Exercise goal = Read the data below. Every line holding the string "ConfidenceBand" must be copied.

Data listing =
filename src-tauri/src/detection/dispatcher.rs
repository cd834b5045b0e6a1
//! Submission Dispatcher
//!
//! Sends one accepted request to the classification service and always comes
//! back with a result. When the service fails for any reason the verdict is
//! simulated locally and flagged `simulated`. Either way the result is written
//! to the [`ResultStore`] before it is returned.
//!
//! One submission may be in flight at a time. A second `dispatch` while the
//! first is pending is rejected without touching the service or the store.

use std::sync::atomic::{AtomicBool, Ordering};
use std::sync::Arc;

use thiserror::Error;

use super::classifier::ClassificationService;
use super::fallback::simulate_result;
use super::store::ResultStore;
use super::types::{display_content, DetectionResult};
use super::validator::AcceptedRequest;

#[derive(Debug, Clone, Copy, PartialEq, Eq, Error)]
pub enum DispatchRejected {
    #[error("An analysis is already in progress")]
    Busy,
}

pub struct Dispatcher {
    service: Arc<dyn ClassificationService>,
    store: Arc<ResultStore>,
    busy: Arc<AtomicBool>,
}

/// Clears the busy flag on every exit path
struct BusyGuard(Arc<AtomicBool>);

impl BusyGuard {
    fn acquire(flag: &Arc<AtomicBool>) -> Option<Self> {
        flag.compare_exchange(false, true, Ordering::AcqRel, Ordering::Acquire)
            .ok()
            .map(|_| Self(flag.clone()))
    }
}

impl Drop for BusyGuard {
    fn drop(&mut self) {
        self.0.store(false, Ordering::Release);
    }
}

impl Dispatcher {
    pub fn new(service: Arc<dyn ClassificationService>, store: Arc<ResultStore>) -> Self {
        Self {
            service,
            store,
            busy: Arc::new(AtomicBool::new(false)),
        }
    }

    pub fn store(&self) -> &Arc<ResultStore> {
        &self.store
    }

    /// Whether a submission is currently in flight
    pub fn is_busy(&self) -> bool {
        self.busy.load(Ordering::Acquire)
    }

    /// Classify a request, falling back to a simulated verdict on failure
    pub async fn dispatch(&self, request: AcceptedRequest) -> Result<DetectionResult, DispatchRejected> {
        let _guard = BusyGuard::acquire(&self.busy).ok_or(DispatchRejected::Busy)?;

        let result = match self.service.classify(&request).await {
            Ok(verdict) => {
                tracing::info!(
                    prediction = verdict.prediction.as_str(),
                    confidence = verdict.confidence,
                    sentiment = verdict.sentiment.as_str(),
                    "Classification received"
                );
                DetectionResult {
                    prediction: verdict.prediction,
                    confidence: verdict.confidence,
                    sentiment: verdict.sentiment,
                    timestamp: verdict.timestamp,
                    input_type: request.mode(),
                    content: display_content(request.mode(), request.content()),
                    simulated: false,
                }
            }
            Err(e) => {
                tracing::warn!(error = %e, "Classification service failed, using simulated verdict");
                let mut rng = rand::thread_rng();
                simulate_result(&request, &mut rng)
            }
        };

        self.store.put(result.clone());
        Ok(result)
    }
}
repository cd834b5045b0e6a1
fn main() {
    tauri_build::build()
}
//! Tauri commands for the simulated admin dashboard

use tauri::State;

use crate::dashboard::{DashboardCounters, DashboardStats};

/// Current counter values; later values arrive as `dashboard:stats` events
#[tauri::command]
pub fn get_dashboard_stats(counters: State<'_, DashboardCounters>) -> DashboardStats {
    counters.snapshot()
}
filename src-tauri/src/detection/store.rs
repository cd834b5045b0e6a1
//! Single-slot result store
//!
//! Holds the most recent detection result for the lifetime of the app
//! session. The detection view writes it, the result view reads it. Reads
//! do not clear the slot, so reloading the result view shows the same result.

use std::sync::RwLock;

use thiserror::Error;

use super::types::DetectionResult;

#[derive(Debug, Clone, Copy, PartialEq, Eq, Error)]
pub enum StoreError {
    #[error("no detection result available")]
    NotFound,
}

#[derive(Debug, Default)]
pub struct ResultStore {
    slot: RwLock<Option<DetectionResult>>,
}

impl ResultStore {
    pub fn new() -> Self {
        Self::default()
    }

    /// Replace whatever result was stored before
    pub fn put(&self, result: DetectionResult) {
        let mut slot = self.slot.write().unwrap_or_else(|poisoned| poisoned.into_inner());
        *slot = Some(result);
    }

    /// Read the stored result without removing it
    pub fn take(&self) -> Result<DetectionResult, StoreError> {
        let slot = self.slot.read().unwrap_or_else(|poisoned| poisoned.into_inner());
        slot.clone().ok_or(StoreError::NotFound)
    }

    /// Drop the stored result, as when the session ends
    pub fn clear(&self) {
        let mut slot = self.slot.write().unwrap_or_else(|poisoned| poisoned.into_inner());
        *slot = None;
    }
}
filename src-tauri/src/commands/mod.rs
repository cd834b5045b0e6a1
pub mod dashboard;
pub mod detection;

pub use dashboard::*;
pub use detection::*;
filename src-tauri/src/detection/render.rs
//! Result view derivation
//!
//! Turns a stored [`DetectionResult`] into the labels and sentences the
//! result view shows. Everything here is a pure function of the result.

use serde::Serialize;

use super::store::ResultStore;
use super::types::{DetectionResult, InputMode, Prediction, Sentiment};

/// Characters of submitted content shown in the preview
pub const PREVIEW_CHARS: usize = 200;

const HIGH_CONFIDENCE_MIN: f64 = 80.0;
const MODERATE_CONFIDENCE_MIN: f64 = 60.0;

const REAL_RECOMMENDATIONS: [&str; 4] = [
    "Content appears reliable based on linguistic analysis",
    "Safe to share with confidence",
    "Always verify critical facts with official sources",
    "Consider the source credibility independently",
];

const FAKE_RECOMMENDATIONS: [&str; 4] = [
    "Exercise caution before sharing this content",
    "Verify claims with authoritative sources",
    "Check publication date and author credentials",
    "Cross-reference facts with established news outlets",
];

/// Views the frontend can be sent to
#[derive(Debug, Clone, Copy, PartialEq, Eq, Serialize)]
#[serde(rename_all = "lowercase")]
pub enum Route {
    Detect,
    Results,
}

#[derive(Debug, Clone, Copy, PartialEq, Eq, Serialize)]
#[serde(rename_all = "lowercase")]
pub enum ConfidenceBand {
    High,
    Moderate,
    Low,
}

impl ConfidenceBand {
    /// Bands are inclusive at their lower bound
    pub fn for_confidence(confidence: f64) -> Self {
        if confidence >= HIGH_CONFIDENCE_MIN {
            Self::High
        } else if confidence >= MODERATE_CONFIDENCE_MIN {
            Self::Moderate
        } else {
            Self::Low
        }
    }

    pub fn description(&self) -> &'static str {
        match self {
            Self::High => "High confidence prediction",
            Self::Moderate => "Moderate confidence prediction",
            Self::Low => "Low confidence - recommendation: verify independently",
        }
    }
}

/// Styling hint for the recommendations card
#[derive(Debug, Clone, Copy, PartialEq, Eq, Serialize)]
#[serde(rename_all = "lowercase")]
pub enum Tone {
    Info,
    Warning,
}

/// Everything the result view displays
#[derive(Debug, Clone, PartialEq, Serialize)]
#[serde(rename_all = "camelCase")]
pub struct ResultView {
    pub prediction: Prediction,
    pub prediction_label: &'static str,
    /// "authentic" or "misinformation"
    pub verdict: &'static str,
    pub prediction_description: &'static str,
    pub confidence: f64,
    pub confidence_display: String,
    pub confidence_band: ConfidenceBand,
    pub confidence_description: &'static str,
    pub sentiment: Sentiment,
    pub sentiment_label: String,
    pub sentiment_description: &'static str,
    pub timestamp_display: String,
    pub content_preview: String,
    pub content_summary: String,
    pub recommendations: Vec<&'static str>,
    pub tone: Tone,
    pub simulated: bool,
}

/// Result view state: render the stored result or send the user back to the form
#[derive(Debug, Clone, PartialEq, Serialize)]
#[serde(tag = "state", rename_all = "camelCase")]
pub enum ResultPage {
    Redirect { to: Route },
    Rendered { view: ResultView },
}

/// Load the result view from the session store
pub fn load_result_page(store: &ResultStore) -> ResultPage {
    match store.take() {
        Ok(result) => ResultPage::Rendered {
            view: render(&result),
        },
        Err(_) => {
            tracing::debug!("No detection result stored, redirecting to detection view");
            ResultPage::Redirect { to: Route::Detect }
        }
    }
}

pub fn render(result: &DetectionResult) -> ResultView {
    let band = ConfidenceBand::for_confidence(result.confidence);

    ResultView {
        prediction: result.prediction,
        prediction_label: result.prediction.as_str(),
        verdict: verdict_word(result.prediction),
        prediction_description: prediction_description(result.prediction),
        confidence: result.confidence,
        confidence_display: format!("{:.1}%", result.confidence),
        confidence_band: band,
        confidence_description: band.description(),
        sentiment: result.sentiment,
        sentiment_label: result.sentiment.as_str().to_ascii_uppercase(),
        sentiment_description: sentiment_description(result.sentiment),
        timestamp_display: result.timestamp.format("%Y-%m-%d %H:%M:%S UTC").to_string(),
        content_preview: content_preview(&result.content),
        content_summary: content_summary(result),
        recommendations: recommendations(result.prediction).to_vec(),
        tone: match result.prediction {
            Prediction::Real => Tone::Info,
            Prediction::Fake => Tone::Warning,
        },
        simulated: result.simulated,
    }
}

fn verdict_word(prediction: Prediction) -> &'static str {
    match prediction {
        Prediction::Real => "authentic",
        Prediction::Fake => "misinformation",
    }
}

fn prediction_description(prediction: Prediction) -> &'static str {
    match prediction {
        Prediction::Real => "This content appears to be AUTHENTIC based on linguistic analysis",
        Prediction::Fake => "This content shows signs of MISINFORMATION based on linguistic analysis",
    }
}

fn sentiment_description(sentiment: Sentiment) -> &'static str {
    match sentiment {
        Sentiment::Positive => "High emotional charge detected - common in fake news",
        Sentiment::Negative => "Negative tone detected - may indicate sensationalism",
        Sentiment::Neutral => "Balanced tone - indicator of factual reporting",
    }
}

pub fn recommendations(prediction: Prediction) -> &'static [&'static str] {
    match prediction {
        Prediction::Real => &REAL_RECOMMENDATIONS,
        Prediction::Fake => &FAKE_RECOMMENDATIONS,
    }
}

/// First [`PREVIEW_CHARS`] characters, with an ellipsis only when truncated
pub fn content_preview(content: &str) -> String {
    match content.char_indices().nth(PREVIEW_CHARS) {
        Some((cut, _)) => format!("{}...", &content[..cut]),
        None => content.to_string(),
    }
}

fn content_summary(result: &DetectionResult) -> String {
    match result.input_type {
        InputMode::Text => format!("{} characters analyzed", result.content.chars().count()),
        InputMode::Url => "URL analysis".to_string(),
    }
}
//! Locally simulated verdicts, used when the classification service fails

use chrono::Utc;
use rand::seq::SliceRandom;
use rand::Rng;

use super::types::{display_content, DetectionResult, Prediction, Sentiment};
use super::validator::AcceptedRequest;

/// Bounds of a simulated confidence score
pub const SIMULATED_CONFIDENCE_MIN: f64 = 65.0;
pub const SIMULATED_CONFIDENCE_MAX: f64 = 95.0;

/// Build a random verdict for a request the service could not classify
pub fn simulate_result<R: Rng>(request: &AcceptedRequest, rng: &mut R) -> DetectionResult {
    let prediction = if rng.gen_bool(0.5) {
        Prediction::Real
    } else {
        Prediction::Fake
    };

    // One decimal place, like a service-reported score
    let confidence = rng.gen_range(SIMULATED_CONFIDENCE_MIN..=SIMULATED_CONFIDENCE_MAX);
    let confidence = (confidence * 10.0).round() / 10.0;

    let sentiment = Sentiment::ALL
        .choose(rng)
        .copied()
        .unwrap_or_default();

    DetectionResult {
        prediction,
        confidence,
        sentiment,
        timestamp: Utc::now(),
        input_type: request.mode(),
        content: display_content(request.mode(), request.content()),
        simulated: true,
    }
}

Exercise output =
pub enum ConfidenceBand {
impl ConfidenceBand {
    pub confidence_band: ConfidenceBand,
    let band = ConfidenceBand::for_confidence(result.confidence);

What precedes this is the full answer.